Sep 30, 2019 | Dr C K Narayan | Interesting Read, Long Term Impact, Market Related | 2 Comments

Animal spirits in the market.

ANIMAL SPIRITS IN THE MARKET.

Recently, the words ‘animal spirits’ have become popular ever since it got used by govt officials in connection with the economy and industry etc. Thinking about it, I realised that ‘animal’ spirits applies even more to trading and investing! Here is how.

Jake Bernstein in his book The Compleat Day trader compares the process of waiting for a good trade to show up to the way a jungle cat waits for its prey in the savannah grass. He describes the qualities of the cat and shows how traders need to develop those kinds of qualities to become successful in the market.

Then there are quizzes that ask you to think of an animal when you think of the market or trading/investing. The animal you think of is supposed to represent your state of mind, your psychology towards the markets. It is postulated that the qualities of the animal that you thought of are the ways you perceive the market to be and hence your behavioural patterns will be in response to how you see the market or its equivalent, the animal.

These are interesting but the most interesting aspect was an article written by Richard Bookstaber, titled “Risk Management in Complex Organizations”. The article deals with risk and how to deal with it. In this article, Bookstaber writes,

The best measure of adaptation to unanticipated risks in the biological setting is the length of time a species has survived. A species that has survived for hundreds of millions of years can be considered, de facto, to have a better strategy for dealing with unanticipated risks than one that has survived for a short time. In contrast, a species that is prolific and successful during a short time period but then dies out after an unanticipated event may be thought of as having a good mechanism for coping with the known risks of one environment but not for dealing with unforeseeable changes.

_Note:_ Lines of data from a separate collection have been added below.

#[tokio::main]
async fn main() -> anyhow::Result<()> {
    dotenvy::dotenv().ok();
    let cli = Cli::parse();

    let mut logging_config = LoggingConfig::default();
    if cli.verbose {
        logging_config.level = "debug".to_string();
    } else {
        logging_config.level = "warn".to_string();
    }
    init_logging(&logging_config).map_err(|e| anyhow!("failed to initialize logging: {}", e))?;

    info!("Starting Skybook CLI v{}", env!("CARGO_PKG_VERSION"));

    if let Commands::Config {
        show,
        init,
        validate,
    } = &cli.command
    {
        return handle_config(cli.config.as_ref(), *show, *init, *validate);
    }

    let app = App::build(cli.config.as_ref())?;
    app.hydrated();

    match cli.command {
        Commands::Login { email, password } => {
            let user = app.manager.login(&email, &password).await?;
            println!("Welcome, {} ({})", user.display_name(), user.role);
        }

        Commands::Logout => {
            app.manager.logout();
            println!("Logged out");
        }

        Commands::Whoami => match app.manager.state() {
            AuthState::Authenticated { user, .. } => {
                println!("{} <{}> [{}]", user.display_name(), user.email, user.role);
            }
            _ => println!("Not logged in"),
        },

        Commands::Register {
            first_name,
            last_name,
            email,
            password,
        } => {
            let auth = AuthApi::new(app.gateway.clone());
            let user = auth
                .register(&RegisterRequest {
                    first_name,
                    last_name,
                    email,
                    password,
                    role: None,
                })
                .await?;
            println!("Registered {} <{}>", user.display_name(), user.email);
        }

        Commands::Profile {
            first_name,
            last_name,
        } => {
            app.require_session()?;
            let auth = AuthApi::new(app.gateway.clone());
            if first_name.is_none() && last_name.is_none() {
                let user = auth.me().await?;
                println!("{} <{}> [{}]", user.display_name(), user.email, user.role);
            } else {
                let user = auth
                    .update_profile(&ProfileUpdate {
                        first_name,
                        last_name,
                    })
                    .await?;
                println!("Profile updated: {}", user.display_name());
            }
        }

        Commands::Flights { command } => handle_flights(&app, command).await?,
        Commands::Locations { command } => handle_locations(&app, command).await?,
        Commands::Bookings { command } => handle_bookings(&app, command).await?,
        Commands::Notifications { command } => handle_notifications(&app, command).await?,

        Commands::Config { .. } => unreachable!("handled above"),
    }

    Ok(())
}
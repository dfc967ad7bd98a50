//! Append-only security event log.
//!
//! Recording an event must never fail the request that triggered it, so
//! callers go through [`record`], which swallows database errors after
//! logging them. The table has no updates or deletes anywhere in the code.

use sqlx::PgPool;

use wildbloom_core::UserId;

/// What happened. Stored as a lowercase string in the `kind` column.
#[derive(Debug, Clone, Copy, PartialEq, Eq)]
pub enum SecurityEventKind {
    Registered,
    LoginSucceeded,
    LoginFailed,
    LoginLocked,
    LoggedOut,
    EmailVerified,
    PasswordResetRequested,
    PasswordResetCompleted,
    CsrfRejected,
}

impl SecurityEventKind {
    #[must_use]
    pub const fn as_str(self) -> &'static str {
        match self {
            Self::Registered => "registered",
            Self::LoginSucceeded => "login_succeeded",
            Self::LoginFailed => "login_failed",
            Self::LoginLocked => "login_locked",
            Self::LoggedOut => "logged_out",
            Self::EmailVerified => "email_verified",
            Self::PasswordResetRequested => "password_reset_requested",
            Self::PasswordResetCompleted => "password_reset_completed",
            Self::CsrfRejected => "csrf_rejected",
        }
    }

    /// Failure kinds also emit a `tracing` warning when recorded.
    #[must_use]
    pub const fn is_failure(self) -> bool {
        matches!(
            self,
            Self::LoginFailed | Self::LoginLocked | Self::CsrfRejected
        )
    }
}

/// A security event about to be written.
#[derive(Debug, Clone, Default)]
pub struct SecurityEvent {
    pub user_id: Option<UserId>,
    pub email: Option<String>,
    pub ip_address: Option<String>,
    pub detail: Option<serde_json::Value>,
}

impl SecurityEvent {
    #[must_use]
    pub fn for_user(user_id: UserId) -> Self {
        Self {
            user_id: Some(user_id),
            ..Self::default()
        }
    }

    #[must_use]
    pub fn for_email(email: impl Into<String>) -> Self {
        Self {
            email: Some(email.into()),
            ..Self::default()
        }
    }

    #[must_use]
    pub fn with_ip(mut self, ip: Option<String>) -> Self {
        self.ip_address = ip;
        self
    }

    #[must_use]
    pub fn with_detail(mut self, detail: serde_json::Value) -> Self {
        self.detail = Some(detail);
        self
    }
}

/// Record a security event, best-effort.
///
/// Insert failures are logged and dropped. A broken audit trail should not
/// turn a successful login into a 500.
pub async fn record(pool: &PgPool, kind: SecurityEventKind, event: SecurityEvent) {
    if kind.is_failure() {
        tracing::warn!(
            kind = kind.as_str(),
            email = event.email.as_deref(),
            ip = event.ip_address.as_deref(),
            "security event"
        );
    }

    let result = sqlx::query(
        "INSERT INTO storefront.security_events (kind, user_id, email, ip_address, detail)
         VALUES ($1, $2, $3, $4, $5)",
    )
    .bind(kind.as_str())
    .bind(event.user_id)
    .bind(&event.email)
    .bind(&event.ip_address)
    .bind(&event.detail)
    .execute(pool)
    .await;

    if let Err(e) = result {
        tracing::error!(kind = kind.as_str(), error = %e, "failed to record security event");
    }
}

#[cfg(test)]
mod tests {
    use super::*;

    #[test]
    fn test_kind_strings_are_stable() {
        assert_eq!(SecurityEventKind::Registered.as_str(), "registered");
        assert_eq!(SecurityEventKind::LoginFailed.as_str(), "login_failed");
        assert_eq!(SecurityEventKind::CsrfRejected.as_str(), "csrf_rejected");
    }

    #[test]
    fn test_failure_kinds() {
        assert!(SecurityEventKind::LoginFailed.is_failure());
        assert!(SecurityEventKind::LoginLocked.is_failure());
        assert!(SecurityEventKind::CsrfRejected.is_failure());
        assert!(!SecurityEventKind::LoginSucceeded.is_failure());
        assert!(!SecurityEventKind::LoggedOut.is_failure());
    }

    #[test]
    fn test_event_builder() {
        let event = SecurityEvent::for_email("shopper@example.com")
            .with_ip(Some("203.0.113.9".to_string()))
            .with_detail(serde_json::json!({"attempts": 5}));

        assert_eq!(event.email.as_deref(), Some("shopper@example.com"));
        assert_eq!(event.ip_address.as_deref(), Some("203.0.113.9"));
        assert!(event.user_id.is_none());
        assert!(event.detail.is_some());
    }
}
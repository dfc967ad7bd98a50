//! Order domain types.
//!
//! Orders snapshot the cart at purchase time: every line carries its own copy
//! of the product name, variant name, SKU, and unit price so later catalog
//! edits never change what a customer sees in their history.

use chrono::{DateTime, Utc};

use wildbloom_core::{Email, Money, OrderId, OrderItemId, OrderStatus, PaymentStatus, ProductId, UserId};

/// A placed order (domain type).
#[derive(Debug, Clone)]
pub struct Order {
    /// Unique order ID.
    pub id: OrderId,
    /// Customer who placed the order.
    pub user_id: UserId,
    /// Contact email at purchase time.
    pub email: Email,
    /// Lifecycle status.
    pub status: OrderStatus,
    /// Payment status. No gateway is integrated; starts `Pending`.
    pub payment_status: PaymentStatus,
    /// Shipping destination captured at checkout.
    pub shipping: ShippingAddress,
    /// Sum of line totals.
    pub subtotal: Money,
    /// Order total. Equal to the subtotal until shipping/taxes exist.
    pub total: Money,
    /// When the order was placed.
    pub created_at: DateTime<Utc>,
    /// When the order was last updated.
    pub updated_at: DateTime<Utc>,
}

impl Order {
    /// Customer-facing order number, e.g. `WB-001042`.
    #[must_use]
    pub fn number(&self) -> String {
        format!("WB-{:06}", self.id.as_i32())
    }
}

/// Shipping address captured at checkout.
#[derive(Debug, Clone)]
pub struct ShippingAddress {
    /// Recipient name.
    pub name: String,
    /// Street address.
    pub address1: String,
    /// Apartment, suite, etc.
    pub address2: Option<String>,
    /// City.
    pub city: String,
    /// Postal code.
    pub postal_code: String,
    /// Country.
    pub country: String,
}

/// A single line on an order, snapshotted from the cart.
#[derive(Debug, Clone)]
pub struct OrderItem {
    /// Unique order line ID.
    pub id: OrderItemId,
    /// Parent order.
    pub order_id: OrderId,
    /// Product reference; `None` once the product row is gone.
    pub product_id: Option<ProductId>,
    /// Product name at purchase time.
    pub product_name: String,
    /// Variant name at purchase time, if a variant was chosen.
    pub variant_name: Option<String>,
    /// SKU at purchase time, if the variant had one.
    pub sku: Option<String>,
    /// Unit price at purchase time.
    pub unit_price: Money,
    /// Units purchased.
    pub quantity: i32,
    /// Extended line price.
    pub line_total: Money,
}

#[cfg(test)]
#[allow(clippy::unwrap_used)]
mod tests {
    use super::*;

    #[test]
    fn test_order_number_is_zero_padded() {
        let order = Order {
            id: OrderId::new(42),
            user_id: UserId::new(1),
            email: Email::parse("customer@example.com").unwrap(),
            status: OrderStatus::Pending,
            payment_status: PaymentStatus::Pending,
            shipping: ShippingAddress {
                name: "A Customer".to_string(),
                address1: "1 Main St".to_string(),
                address2: None,
                city: "Portland".to_string(),
                postal_code: "97201".to_string(),
                country: "US".to_string(),
            },
            subtotal: Money::from_cents(2400),
            total: Money::from_cents(2400),
            created_at: Utc::now(),
            updated_at: Utc::now(),
        };
        assert_eq!(order.number(), "WB-000042");
    }
}
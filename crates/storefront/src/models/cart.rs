//! Cart and wishlist domain types.

use chrono::{DateTime, Utc};
use uuid::Uuid;

use wildbloom_core::{CartItemId, Money, ProductId, Slug, UserId, VariantId, WishlistItemId};

/// Who a cart belongs to.
///
/// A cart row is owned by exactly one identity: an authenticated user or an
/// anonymous session's guest token. The two are mutually exclusive, enforced
/// here by construction and in the database by a CHECK constraint.
#[derive(Debug, Clone, Copy, PartialEq, Eq)]
pub enum CartOwner {
    /// Authenticated user.
    User(UserId),
    /// Anonymous session, identified by the guest token minted into it.
    Guest(Uuid),
}

impl CartOwner {
    /// Split into the `(user_id, guest_token)` pair bound into queries.
    /// Exactly one side is `Some`.
    #[must_use]
    pub const fn into_columns(self) -> (Option<UserId>, Option<Uuid>) {
        match self {
            Self::User(id) => (Some(id), None),
            Self::Guest(token) => (None, Some(token)),
        }
    }
}

/// A cart line joined with live catalog data for display and totals.
#[derive(Debug, Clone)]
pub struct CartLine {
    /// Cart row ID.
    pub id: CartItemId,
    /// Product in the line.
    pub product_id: ProductId,
    /// Product slug for linking back to the detail page.
    pub product_slug: Slug,
    /// Product display name.
    pub product_name: String,
    /// Selected variant, if any.
    pub variant_id: Option<VariantId>,
    /// Variant display name, if any.
    pub variant_name: Option<String>,
    /// Units in the line.
    pub quantity: i32,
    /// Unit price (variant override applied).
    pub unit_price: Money,
    /// Units available, or `None` when inventory is untracked.
    pub available: Option<i32>,
    /// When the line was last changed.
    pub updated_at: DateTime<Utc>,
}

impl CartLine {
    /// Extended price for the line.
    #[must_use]
    pub fn line_total(&self) -> Money {
        self.unit_price.times(self.quantity.unsigned_abs())
    }
}

/// Cart totals computed over the lines.
#[derive(Debug, Clone, Copy, PartialEq, Eq, Default)]
pub struct CartTotals {
    /// Total units across all lines.
    pub item_count: i64,
    /// Sum of line totals.
    pub subtotal: Money,
}

/// Compute totals for a set of cart lines.
#[must_use]
pub fn compute_totals(lines: &[CartLine]) -> CartTotals {
    CartTotals {
        item_count: lines.iter().map(|l| i64::from(l.quantity)).sum(),
        subtotal: lines.iter().map(CartLine::line_total).sum(),
    }
}

/// A wishlist entry joined with live catalog data.
#[derive(Debug, Clone)]
pub struct WishlistEntry {
    /// Wishlist row ID.
    pub id: WishlistItemId,
    /// Saved product.
    pub product_id: ProductId,
    /// Product slug for linking.
    pub product_slug: Slug,
    /// Product display name.
    pub product_name: String,
    /// Current product price.
    pub price: Money,
    /// Whether the product can currently be added to the cart.
    pub in_stock: bool,
    /// When the product was saved.
    pub created_at: DateTime<Utc>,
}

#[cfg(test)]
#[allow(clippy::unwrap_used)]
mod tests {
    use super::*;

    fn line(quantity: i32, unit_cents: i64) -> CartLine {
        CartLine {
            id: CartItemId::new(1),
            product_id: ProductId::new(1),
            product_slug: Slug::parse("calendula-salve").unwrap(),
            product_name: "Calendula Salve".to_string(),
            variant_id: None,
            variant_name: None,
            quantity,
            unit_price: Money::from_cents(unit_cents),
            available: Some(10),
            updated_at: Utc::now(),
        }
    }

    #[test]
    fn test_owner_columns_are_exclusive() {
        let (user, guest) = CartOwner::User(UserId::new(3)).into_columns();
        assert_eq!(user, Some(UserId::new(3)));
        assert!(guest.is_none());

        let token = Uuid::new_v4();
        let (user, guest) = CartOwner::Guest(token).into_columns();
        assert!(user.is_none());
        assert_eq!(guest, Some(token));
    }

    #[test]
    fn test_line_total() {
        assert_eq!(line(3, 1250).line_total(), Money::from_cents(3750));
    }

    #[test]
    fn test_compute_totals() {
        let totals = compute_totals(&[line(2, 1000), line(1, 450)]);
        assert_eq!(totals.item_count, 3);
        assert_eq!(totals.subtotal, Money::from_cents(2450));
    }

    #[test]
    fn test_compute_totals_empty() {
        let totals = compute_totals(&[]);
        assert_eq!(totals.item_count, 0);
        assert_eq!(totals.subtotal, Money::ZERO);
    }
}
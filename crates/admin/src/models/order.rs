//! Order domain types as the admin panel sees them.
//!
//! The panel's job is moving orders through the lifecycle, so the domain
//! type knows which transitions are legal from its current status. Line
//! items are purchase-time snapshots and are never edited here.

use chrono::{DateTime, Utc};

use wildbloom_core::{
    Email, Money, OrderId, OrderItemId, OrderStatus, PaymentStatus, ProductId, UserId,
};

/// A placed order.
#[derive(Debug, Clone)]
pub struct Order {
    /// Unique order ID.
    pub id: OrderId,
    /// Customer who placed the order.
    pub user_id: UserId,
    /// Contact email at purchase time.
    pub email: Email,
    /// Lifecycle status.
    pub status: OrderStatus,
    /// Payment status, advanced manually since no gateway is integrated.
    pub payment_status: PaymentStatus,
    /// Shipping destination captured at checkout.
    pub shipping: ShippingAddress,
    /// Sum of line totals.
    pub subtotal: Money,
    /// Order total. Equal to the subtotal until shipping/taxes exist.
    pub total: Money,
    /// When the order was placed.
    pub created_at: DateTime<Utc>,
    /// When the order was last updated.
    pub updated_at: DateTime<Utc>,
}

impl Order {
    /// Customer-facing order number, e.g. `WB-001042`.
    #[must_use]
    pub fn number(&self) -> String {
        format!("WB-{:06}", self.id.as_i32())
    }

    /// Statuses this order may legally move to, in lifecycle order.
    ///
    /// Drives the status menu on the detail page; terminal orders get an
    /// empty menu.
    #[must_use]
    pub fn next_statuses(&self) -> Vec<OrderStatus> {
        OrderStatus::ALL
            .into_iter()
            .filter(|next| self.status.can_transition_to(*next))
            .collect()
    }
}

/// Shipping address captured at checkout.
#[derive(Debug, Clone)]
pub struct ShippingAddress {
    /// Recipient name.
    pub name: String,
    /// Street address.
    pub address1: String,
    /// Apartment, suite, etc.
    pub address2: Option<String>,
    /// City.
    pub city: String,
    /// Postal code.
    pub postal_code: String,
    /// Country.
    pub country: String,
}

/// A single line on an order, snapshotted from the cart at purchase time.
#[derive(Debug, Clone)]
pub struct OrderItem {
    /// Unique order line ID.
    pub id: OrderItemId,
    /// Parent order.
    pub order_id: OrderId,
    /// Product reference; `None` once the product row is gone.
    pub product_id: Option<ProductId>,
    /// Product name at purchase time.
    pub product_name: String,
    /// Variant name at purchase time, if a variant was chosen.
    pub variant_name: Option<String>,
    /// SKU at purchase time, if the variant had one.
    pub sku: Option<String>,
    /// Unit price at purchase time.
    pub unit_price: Money,
    /// Units purchased.
    pub quantity: i32,
    /// Extended line price.
    pub line_total: Money,
}

#[cfg(test)]
#[allow(clippy::unwrap_used)]
mod tests {
    use super::*;

    fn order(status: OrderStatus) -> Order {
        Order {
            id: OrderId::new(7),
            user_id: UserId::new(1),
            email: Email::parse("customer@example.com").unwrap(),
            status,
            payment_status: PaymentStatus::Pending,
            shipping: ShippingAddress {
                name: "A Customer".to_string(),
                address1: "1 Main St".to_string(),
                address2: None,
                city: "Portland".to_string(),
                postal_code: "97201".to_string(),
                country: "US".to_string(),
            },
            subtotal: Money::from_cents(2400),
            total: Money::from_cents(2400),
            created_at: Utc::now(),
            updated_at: Utc::now(),
        }
    }

    #[test]
    fn test_next_statuses_follow_lifecycle() {
        assert_eq!(
            order(OrderStatus::Pending).next_statuses(),
            vec![OrderStatus::Processing, OrderStatus::Cancelled]
        );
        assert_eq!(
            order(OrderStatus::Shipped).next_statuses(),
            vec![OrderStatus::Delivered, OrderStatus::Cancelled]
        );
    }

    #[test]
    fn test_terminal_orders_have_no_next_statuses() {
        assert!(order(OrderStatus::Delivered).next_statuses().is_empty());
        assert!(order(OrderStatus::Cancelled).next_statuses().is_empty());
    }
}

I thought this passage was particularly applicable to us as players of the market. How so? Think of this- the minute we take a position in the market – as a trade or an investment- we start on a road of risk. As long as the position is open, the risk is open. Much of investment and trading thesis- particularly the latter- is about how to deal with the risk aspect and how to control it, how to minimise it etc. After all, reward is what the market gives us and we don’t control that at any point of time. The only thing that we can control, ergo, is risk. Now, as Bookstaber describes, as a market player, we have to deal with expected or known risk as well as unknown or unforeseeable risk. And we have to survive them.

Going back to Bookstaber’s words, let’s think of what species has survived the longest? It is the cockroach. This is one pest that has survived millions of years and therefore holds out as an example of dealing well with expected as well as unexpected risk. Hence it would be logical to conclude that whatever the cockroach does to deal with risk (of both kinds) should be worth copying and doing!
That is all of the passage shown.